Before The Street Lights Come On
During this quarantine era, I’ve learned how much growth hurts. Being stuck inside means I can’t run away from myself or my problems. Around fall and the beginning of winter, you would find me traveling across the world to south East Asia, my second home running away from what I’ve hid inside. I’ve buried secrets so far underneath the epidermal layer of my skin, I can’t even find them myself. Ruminating on scenarios that haven’t occurred in my mind over and over like a never ending merry go round. Constantly in fear of the next day filled with another roller coaster of emotions.
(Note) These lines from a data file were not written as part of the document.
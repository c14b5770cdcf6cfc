//! Mock Authentication Service
//!
//! For testing purposes. Tokens are plain strings, not JWTs.

use async_trait::async_trait;
use chrono::{Duration, Utc};
use std::collections::HashMap;
use std::sync::RwLock;

use crate::error::{AuthError, Result};
use crate::service::{AuthenticationService, TokenRequest, ADMIN_USERNAME, MAX_EXPIRES_HOURS};
use crate::types::{ScopeName, Token, TokenClaims, TokenInfo};

#[derive(Debug, Clone)]
struct MockUser {
    password: String,
    scopes: Vec<String>,
}

/// Mock authentication service for testing
///
/// Issues and accepts tokens in the format:
/// - "mock:username" - A token with no scopes
/// - "mock:username:scope1,scope2" - A token with the given scopes
///
/// Only registered users validate.
#[derive(Debug, Default)]
pub struct MockAuthService {
    users: RwLock<HashMap<String, MockUser>>,
}

impl MockAuthService {
    pub fn new() -> Self {
        Self::default()
    }

    /// Register a user holding `scopes`
    pub fn with_user(self, username: &str, password: &str, scopes: &[ScopeName]) -> Self {
        if let Ok(mut users) = self.users.write() {
            users.insert(
                username.to_string(),
                MockUser {
                    password: password.to_string(),
                    scopes: scopes.iter().map(|s| s.to_string()).collect(),
                },
            );
        }
        self
    }

    /// Token string accepted by this service
    pub fn token_for(username: &str, scopes: &[ScopeName]) -> String {
        let scopes: Vec<&str> = scopes.iter().map(|s| s.as_str()).collect();
        format!("mock:{}:{}", username, scopes.join(","))
    }

    fn user(&self, username: &str) -> Result<MockUser> {
        self.users
            .read()
            .map_err(|_| AuthError::Internal("mock users lock poisoned".into()))?
            .get(username)
            .cloned()
            .ok_or_else(|| AuthError::UserNotFound(username.to_string()))
    }

    fn parse(token: &str) -> Result<(String, Vec<String>)> {
        let rest = token
            .strip_prefix("mock:")
            .ok_or_else(|| AuthError::InvalidTokenFormat("not a mock token".into()))?;
        let (username, scopes) = rest.split_once(':').unwrap_or((rest, ""));
        if username.is_empty() {
            return Err(AuthError::InvalidTokenFormat(
                "mock token has no username".into(),
            ));
        }
        let scopes = scopes
            .split(',')
            .map(str::trim)
            .filter(|s| !s.is_empty())
            .map(String::from)
            .collect();
        Ok((username.to_string(), scopes))
    }
}

#[async_trait]
impl AuthenticationService for MockAuthService {
    async fn issue_token(&self, request: TokenRequest) -> Result<Token> {
        if request.expires_hours == 0 || request.expires_hours > MAX_EXPIRES_HOURS {
            return Err(AuthError::InvalidExpiration(request.expires_hours));
        }
        let user = self.user(&request.username)?;
        if let Some(password) = &request.password {
            if *password != user.password {
                return Err(AuthError::InvalidPassword);
            }
        }
        if let Some(missing) = request.scopes.iter().find(|s| !user.scopes.contains(*s)) {
            return Err(AuthError::ScopeNotFoundInUserScopes(missing.clone()));
        }
        Ok(Token::bearer(format!(
            "mock:{}:{}",
            request.username,
            request.scopes.join(",")
        )))
    }

    async fn validate_token(&self, token: &str, required: &[ScopeName]) -> Result<TokenClaims> {
        let (username, scopes) = Self::parse(token)?;
        self.user(&username)?;

        let claims = TokenClaims {
            sub: format!("user_0_{username}"),
            username,
            scopes,
            exp: (Utc::now() + Duration::hours(1)).timestamp(),
        };
        if let Some(scope) = required.iter().find(|s| !claims.has_scope(**s)) {
            return Err(AuthError::ScopeNotProvided(scope.to_string()));
        }
        Ok(claims)
    }

    async fn inspect_token(&self, token: &str) -> Result<TokenInfo> {
        let (username, scopes) = Self::parse(token)?;
        Ok(TokenInfo {
            username,
            scopes,
            expired: false,
            expiration: Utc::now() + Duration::hours(1),
        })
    }

    async fn bootstrap_admin(&self) -> Result<()> {
        let mut users = self
            .users
            .write()
            .map_err(|_| AuthError::Internal("mock users lock poisoned".into()))?;
        users
            .entry(ADMIN_USERNAME.to_string())
            .or_insert_with(|| MockUser {
                password: ADMIN_USERNAME.to_string(),
                scopes: ScopeName::ALL.iter().map(|s| s.to_string()).collect(),
            });
        Ok(())
    }
}

#[cfg(test)]
mod tests {
    use super::*;

    #[tokio::test]
    async fn test_token_for_validates() {
        let auth = MockAuthService::new().with_user("alice", "pw", &[ScopeName::ReadTasks]);
        let token = MockAuthService::token_for("alice", &[ScopeName::ReadTasks]);

        let claims = auth
            .validate_token(&token, &[ScopeName::ReadTasks])
            .await
            .unwrap();
        assert_eq!(claims.username, "alice");
        assert_eq!(claims.scopes, vec!["read:tasks"]);
    }

    #[tokio::test]
    async fn test_missing_scope() {
        let auth = MockAuthService::new().with_user("alice", "pw", &[]);
        let err = auth
            .validate_token("mock:alice", &[ScopeName::WriteTargets])
            .await
            .unwrap_err();
        assert!(matches!(err, AuthError::ScopeNotProvided(_)));
    }

    #[tokio::test]
    async fn test_unknown_user_and_garbage() {
        let auth = MockAuthService::new();
        assert!(matches!(
            auth.validate_token("mock:bob:read:tasks", &[]).await,
            Err(AuthError::UserNotFound(_))
        ));
        assert!(matches!(
            auth.validate_token("bearer-ish", &[]).await,
            Err(AuthError::InvalidTokenFormat(_))
        ));
    }

    #[tokio::test]
    async fn test_issue_checks_password_and_scopes() {
        let auth = MockAuthService::new().with_user("alice", "pw", &[ScopeName::ReadTasks]);

        let token = auth
            .issue_token(TokenRequest::login("alice", "pw", vec!["read:tasks".into()], 1))
            .await
            .unwrap();
        assert_eq!(token.access_token, "mock:alice:read:tasks");
        assert_eq!(token.token_type, "bearer");

        assert!(matches!(
            auth.issue_token(TokenRequest::login("alice", "bad", vec![], 1)).await,
            Err(AuthError::InvalidPassword)
        ));
        assert!(matches!(
            auth.issue_token(TokenRequest::login("alice", "pw", vec!["write:token".into()], 1))
                .await,
            Err(AuthError::ScopeNotFoundInUserScopes(_))
        ));
    }
}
Realizing that you’re losing control is probably the hardest part of the journey. Hoping that your actions will somehow make you feel something or better yet, make the lows dissolve like the honey I stir into my hot cup of tea. Is this hoping enough? Will that make me feel better? When will it stop coming back like a nightmare you can’t quite slip away from. Waking up with the blurred lines of what’s just a dream and reality. Buying an excessive amount of plants just so I can feel as if I am taking care of anything besides myself. Small projects. One by one, they give me something to love on each day. Somehow it’s never enough.
When all I “thought” I needed was a PRN but I walked away with 3 scripts. It’s devastating. I’ve worked so hard and yet that made me feel like I fell off the cliff again, struggling to pull myself back up to safety. Sleeping used to be my coping mechanism but honestly I’m not even safe in my own dreams. The fears that I’ve created in my mind come to life once my eyes flutter shut. One eyelid at a time. I took this self-portrait as a reminder of where I started on this journey and that everything else will go up from here.
This body of work pulls back the layers of who I am. I turned the lens toward my family and broke through the invisible barriers to intimacy that have kept us from seeing who we really are.